**PROBLEM TO WORK ON:** Some of the lines below need repeating. Reproduce exactly those between the lines holding "messages: Vec<Message>) ->" and "is made. The", inclusive.

(SOURCE MATERIAL begins)

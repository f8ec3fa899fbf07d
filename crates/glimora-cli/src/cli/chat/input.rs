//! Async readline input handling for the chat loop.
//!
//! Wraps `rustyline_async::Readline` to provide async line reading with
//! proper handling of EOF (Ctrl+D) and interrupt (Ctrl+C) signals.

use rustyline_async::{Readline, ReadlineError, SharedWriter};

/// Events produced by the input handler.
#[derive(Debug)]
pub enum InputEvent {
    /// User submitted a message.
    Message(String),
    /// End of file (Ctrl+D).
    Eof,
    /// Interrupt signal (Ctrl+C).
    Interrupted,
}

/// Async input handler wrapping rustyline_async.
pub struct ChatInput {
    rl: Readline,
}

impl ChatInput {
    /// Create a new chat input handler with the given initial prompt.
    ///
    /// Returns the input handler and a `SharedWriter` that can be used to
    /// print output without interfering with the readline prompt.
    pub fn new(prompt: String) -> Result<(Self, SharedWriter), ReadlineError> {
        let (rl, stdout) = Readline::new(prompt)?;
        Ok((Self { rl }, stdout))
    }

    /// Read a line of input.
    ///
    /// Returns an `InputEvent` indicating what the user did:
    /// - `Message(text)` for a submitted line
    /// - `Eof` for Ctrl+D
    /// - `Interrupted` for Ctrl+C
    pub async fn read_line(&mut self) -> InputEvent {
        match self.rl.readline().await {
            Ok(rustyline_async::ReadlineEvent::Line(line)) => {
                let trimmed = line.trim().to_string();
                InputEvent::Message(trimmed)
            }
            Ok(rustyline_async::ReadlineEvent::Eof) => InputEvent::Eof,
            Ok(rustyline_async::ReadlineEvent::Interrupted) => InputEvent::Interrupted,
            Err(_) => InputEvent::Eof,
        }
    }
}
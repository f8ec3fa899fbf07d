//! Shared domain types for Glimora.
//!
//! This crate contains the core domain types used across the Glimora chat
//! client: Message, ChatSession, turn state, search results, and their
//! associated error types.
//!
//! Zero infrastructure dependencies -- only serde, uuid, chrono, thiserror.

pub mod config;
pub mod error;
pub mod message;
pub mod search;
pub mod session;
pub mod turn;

(SOURCE MATERIAL ends)
(SOURCE MATERIAL begins)

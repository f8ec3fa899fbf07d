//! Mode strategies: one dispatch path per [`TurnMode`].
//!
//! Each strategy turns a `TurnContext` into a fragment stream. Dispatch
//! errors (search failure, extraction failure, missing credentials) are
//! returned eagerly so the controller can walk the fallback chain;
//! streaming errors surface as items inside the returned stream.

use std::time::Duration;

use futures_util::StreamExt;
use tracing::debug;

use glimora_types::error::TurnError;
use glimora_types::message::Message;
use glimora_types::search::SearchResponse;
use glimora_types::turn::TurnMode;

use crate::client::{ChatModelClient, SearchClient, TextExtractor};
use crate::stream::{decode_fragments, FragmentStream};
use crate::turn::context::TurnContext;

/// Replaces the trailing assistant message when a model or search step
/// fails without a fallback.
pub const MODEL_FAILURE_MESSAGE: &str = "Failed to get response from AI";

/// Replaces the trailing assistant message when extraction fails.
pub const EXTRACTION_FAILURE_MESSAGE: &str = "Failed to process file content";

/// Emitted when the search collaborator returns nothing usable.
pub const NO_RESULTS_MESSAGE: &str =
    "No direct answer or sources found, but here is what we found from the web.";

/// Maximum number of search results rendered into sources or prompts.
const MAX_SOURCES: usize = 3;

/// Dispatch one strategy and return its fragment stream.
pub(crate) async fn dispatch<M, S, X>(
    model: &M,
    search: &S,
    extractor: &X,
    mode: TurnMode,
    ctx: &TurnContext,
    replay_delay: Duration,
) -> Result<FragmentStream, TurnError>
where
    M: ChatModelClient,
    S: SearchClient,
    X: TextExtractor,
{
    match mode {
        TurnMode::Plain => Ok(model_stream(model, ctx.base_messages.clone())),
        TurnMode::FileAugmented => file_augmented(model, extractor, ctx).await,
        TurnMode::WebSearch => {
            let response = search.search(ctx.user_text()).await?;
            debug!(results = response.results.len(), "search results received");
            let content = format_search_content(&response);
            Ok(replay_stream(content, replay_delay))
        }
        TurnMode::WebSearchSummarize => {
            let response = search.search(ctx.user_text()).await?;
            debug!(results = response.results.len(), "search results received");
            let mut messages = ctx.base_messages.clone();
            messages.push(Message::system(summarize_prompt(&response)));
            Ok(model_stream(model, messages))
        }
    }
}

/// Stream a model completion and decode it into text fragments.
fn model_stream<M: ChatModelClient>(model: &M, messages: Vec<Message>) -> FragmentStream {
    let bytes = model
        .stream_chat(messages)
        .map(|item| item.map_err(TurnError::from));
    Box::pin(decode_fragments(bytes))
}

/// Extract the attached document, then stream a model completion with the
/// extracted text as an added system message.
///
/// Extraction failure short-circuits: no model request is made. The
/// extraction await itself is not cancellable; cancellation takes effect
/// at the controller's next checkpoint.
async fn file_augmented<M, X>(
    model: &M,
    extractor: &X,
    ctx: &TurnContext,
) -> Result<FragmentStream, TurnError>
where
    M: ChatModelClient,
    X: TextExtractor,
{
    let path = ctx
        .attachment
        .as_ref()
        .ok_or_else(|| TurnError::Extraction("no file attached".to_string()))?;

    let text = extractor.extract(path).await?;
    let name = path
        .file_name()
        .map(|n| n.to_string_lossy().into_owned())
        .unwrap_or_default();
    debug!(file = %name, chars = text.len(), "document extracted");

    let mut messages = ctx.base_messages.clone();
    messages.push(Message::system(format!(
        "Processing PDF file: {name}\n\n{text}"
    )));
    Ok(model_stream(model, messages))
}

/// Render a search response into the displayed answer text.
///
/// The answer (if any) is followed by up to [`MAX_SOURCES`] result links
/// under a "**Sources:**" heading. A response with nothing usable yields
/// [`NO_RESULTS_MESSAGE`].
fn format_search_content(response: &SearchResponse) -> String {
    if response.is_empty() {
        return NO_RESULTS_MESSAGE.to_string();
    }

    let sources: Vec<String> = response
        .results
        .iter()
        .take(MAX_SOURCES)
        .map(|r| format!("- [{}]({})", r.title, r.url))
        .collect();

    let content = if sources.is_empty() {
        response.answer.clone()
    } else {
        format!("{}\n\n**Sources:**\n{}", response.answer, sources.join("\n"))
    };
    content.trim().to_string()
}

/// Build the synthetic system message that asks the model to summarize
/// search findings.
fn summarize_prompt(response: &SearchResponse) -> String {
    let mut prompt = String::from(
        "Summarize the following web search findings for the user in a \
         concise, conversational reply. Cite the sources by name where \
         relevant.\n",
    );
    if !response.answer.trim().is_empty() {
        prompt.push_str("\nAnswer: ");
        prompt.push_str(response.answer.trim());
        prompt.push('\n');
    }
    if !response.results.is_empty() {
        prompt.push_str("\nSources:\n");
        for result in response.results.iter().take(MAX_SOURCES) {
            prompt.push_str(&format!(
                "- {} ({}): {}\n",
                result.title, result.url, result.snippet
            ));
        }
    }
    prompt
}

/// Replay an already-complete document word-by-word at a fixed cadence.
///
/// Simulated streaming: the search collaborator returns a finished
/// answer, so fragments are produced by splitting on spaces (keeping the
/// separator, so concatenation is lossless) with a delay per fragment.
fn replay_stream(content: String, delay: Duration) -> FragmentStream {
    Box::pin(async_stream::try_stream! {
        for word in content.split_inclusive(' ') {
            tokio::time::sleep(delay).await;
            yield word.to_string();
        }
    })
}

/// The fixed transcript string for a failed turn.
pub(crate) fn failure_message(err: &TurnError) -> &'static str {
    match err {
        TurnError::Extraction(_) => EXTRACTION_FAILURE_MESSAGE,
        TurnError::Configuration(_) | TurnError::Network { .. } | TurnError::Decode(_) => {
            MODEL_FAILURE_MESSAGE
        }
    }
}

(SOURCE MATERIAL ends)

**RESPONSE:**
fn model_stream<M: ChatModelClient>(model: &M, messages: Vec<Message>) -> FragmentStream {
    let bytes = model
        .stream_chat(messages)
        .map(|item| item.map_err(TurnError::from));
    Box::pin(decode_fragments(bytes))
}

/// Extract the attached document, then stream a model completion with the
/// extracted text as an added system message.
///
/// Extraction failure short-circuits: no model request is made. The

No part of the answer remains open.